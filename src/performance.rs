//! Expected return, volatility and Sharpe ratio of an allocation.

use crate::stats::{dot, quadratic_form};

/// Trading days used to annualize daily statistics.
pub const TRADING_DAYS_PER_YEAR: f64 = 252.0;

/// Performance of one allocation over the price window it was fitted on.
///
/// Returns are simple (not log) returns, annualized.
#[derive(Clone, Copy, Debug, PartialEq)]
#[cfg_attr(feature = "serde", derive(serde::Serialize, serde::Deserialize))]
pub struct PerformanceSummary {
    /// Expected annual return (e.g., 0.12 = 12%)
    pub expected_annual_return: f64,
    /// Annualized volatility (standard deviation of returns)
    pub annual_volatility: f64,
    /// (expected return - risk_free) / volatility; 0 when volatility is 0
    pub sharpe_ratio: f64,
}

impl PerformanceSummary {
    /// Summary of fixed weights under annualized estimates `mu` and `cov`.
    pub fn from_weights(weights: &[f64], mu: &[f64], cov: &[Vec<f64>], risk_free: f64) -> Self {
        let expected = dot(weights, mu);
        let volatility = quadratic_form(cov, weights).max(0.0).sqrt();
        Self::new(expected, volatility, risk_free)
    }

    /// Summary of a realized per-period portfolio return series.
    ///
    /// Mean × `periods_per_year` for return, sample standard deviation
    /// × √`periods_per_year` for volatility. Returns `None` if `returns` is empty.
    pub fn from_return_series(
        returns: &[f64],
        periods_per_year: f64,
        risk_free: f64,
    ) -> Option<Self> {
        if returns.is_empty() {
            return None;
        }

        let n = returns.len();
        let mean = returns.iter().sum::<f64>() / n as f64;
        let variance = if n > 1 {
            returns.iter().map(|&r| (r - mean).powi(2)).sum::<f64>() / (n - 1) as f64
        } else {
            0.0
        };

        Some(Self::new(
            mean * periods_per_year,
            (variance * periods_per_year).sqrt(),
            risk_free,
        ))
    }

    fn new(expected: f64, volatility: f64, risk_free: f64) -> Self {
        let sharpe = if volatility > 0.0 {
            (expected - risk_free) / volatility
        } else {
            0.0
        };
        Self {
            expected_annual_return: expected,
            annual_volatility: volatility,
            sharpe_ratio: sharpe,
        }
    }
}

impl std::fmt::Display for PerformanceSummary {
    fn fmt(&self, f: &mut std::fmt::Formatter<'_>) -> std::fmt::Result {
        writeln!(f, "Performance")?;
        writeln!(
            f,
            "  Expected return: {:>8.2}%",
            self.expected_annual_return * 100.0
        )?;
        writeln!(
            f,
            "  Volatility:      {:>8.2}%",
            self.annual_volatility * 100.0
        )?;
        write!(f, "  Sharpe:          {:>8.2}", self.sharpe_ratio)
    }
}

#[cfg(test)]
mod tests {
    use super::*;
    use crate::stats::{portfolio_returns, Estimates};

    #[test]
    fn from_weights_basic() {
        let mu = [0.10, 0.20];
        let cov = vec![vec![0.04, 0.0], vec![0.0, 0.09]];
        let p = PerformanceSummary::from_weights(&[0.5, 0.5], &mu, &cov, 0.0);
        assert!((p.expected_annual_return - 0.15).abs() < 1e-12);
        // var = 0.25·0.04 + 0.25·0.09 = 0.0325
        assert!((p.annual_volatility - 0.0325_f64.sqrt()).abs() < 1e-12);
        assert!((p.sharpe_ratio - 0.15 / 0.0325_f64.sqrt()).abs() < 1e-9);
    }

    #[test]
    fn risk_free_reduces_sharpe() {
        let cov = vec![vec![0.04]];
        let p0 = PerformanceSummary::from_weights(&[1.0], &[0.10], &cov, 0.0);
        let p1 = PerformanceSummary::from_weights(&[1.0], &[0.10], &cov, 0.02);
        assert!((p0.sharpe_ratio - 0.5).abs() < 1e-12);
        assert!((p1.sharpe_ratio - 0.4).abs() < 1e-12);
    }

    #[test]
    fn zero_volatility_has_zero_sharpe() {
        // 2^-10 keeps the mean exact, so the sample variance is exactly zero.
        let p = PerformanceSummary::from_return_series(&[0.0009765625; 10], 252.0, 0.0).unwrap();
        assert_eq!(p.annual_volatility, 0.0);
        assert_eq!(p.sharpe_ratio, 0.0);
        assert!((p.expected_annual_return - 0.24609375).abs() < 1e-12);
    }

    #[test]
    fn empty_series_is_none() {
        assert!(PerformanceSummary::from_return_series(&[], 252.0, 0.0).is_none());
    }

    #[test]
    fn series_and_weights_agree() {
        let returns = vec![
            vec![0.010, 0.004, -0.002],
            vec![-0.003, 0.006, 0.001],
            vec![0.007, -0.001, 0.002],
            vec![0.004, 0.003, -0.004],
            vec![-0.002, 0.005, 0.003],
        ];
        let w = [0.2, 0.5, 0.3];
        let est = Estimates::from_returns(&returns, TRADING_DAYS_PER_YEAR);
        let a = PerformanceSummary::from_weights(&w, &est.mu, &est.cov, 0.0);
        let b = PerformanceSummary::from_return_series(
            &portfolio_returns(&returns, &w),
            TRADING_DAYS_PER_YEAR,
            0.0,
        )
        .unwrap();
        assert!((a.expected_annual_return - b.expected_annual_return).abs() < 1e-12);
        assert!((a.annual_volatility - b.annual_volatility).abs() < 1e-12);
    }

    #[test]
    fn display_format() {
        let p = PerformanceSummary {
            expected_annual_return: 0.1234,
            annual_volatility: 0.2,
            sharpe_ratio: 0.617,
        };
        let s = p.to_string();
        assert!(s.contains("12.34%"));
        assert!(s.contains("20.00%"));
        assert!(s.contains("0.62"));
    }
}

#### Work required:
Return exactly the lines from the line holding "let s = p.to_string();" to the last line of the data, with both of those lines included and nothing added.

#### Answer box:
        let s = p.to_string();
        assert!(s.contains("12.34%"));
        assert!(s.contains("20.00%"));
        assert!(s.contains("0.62"));
    }
}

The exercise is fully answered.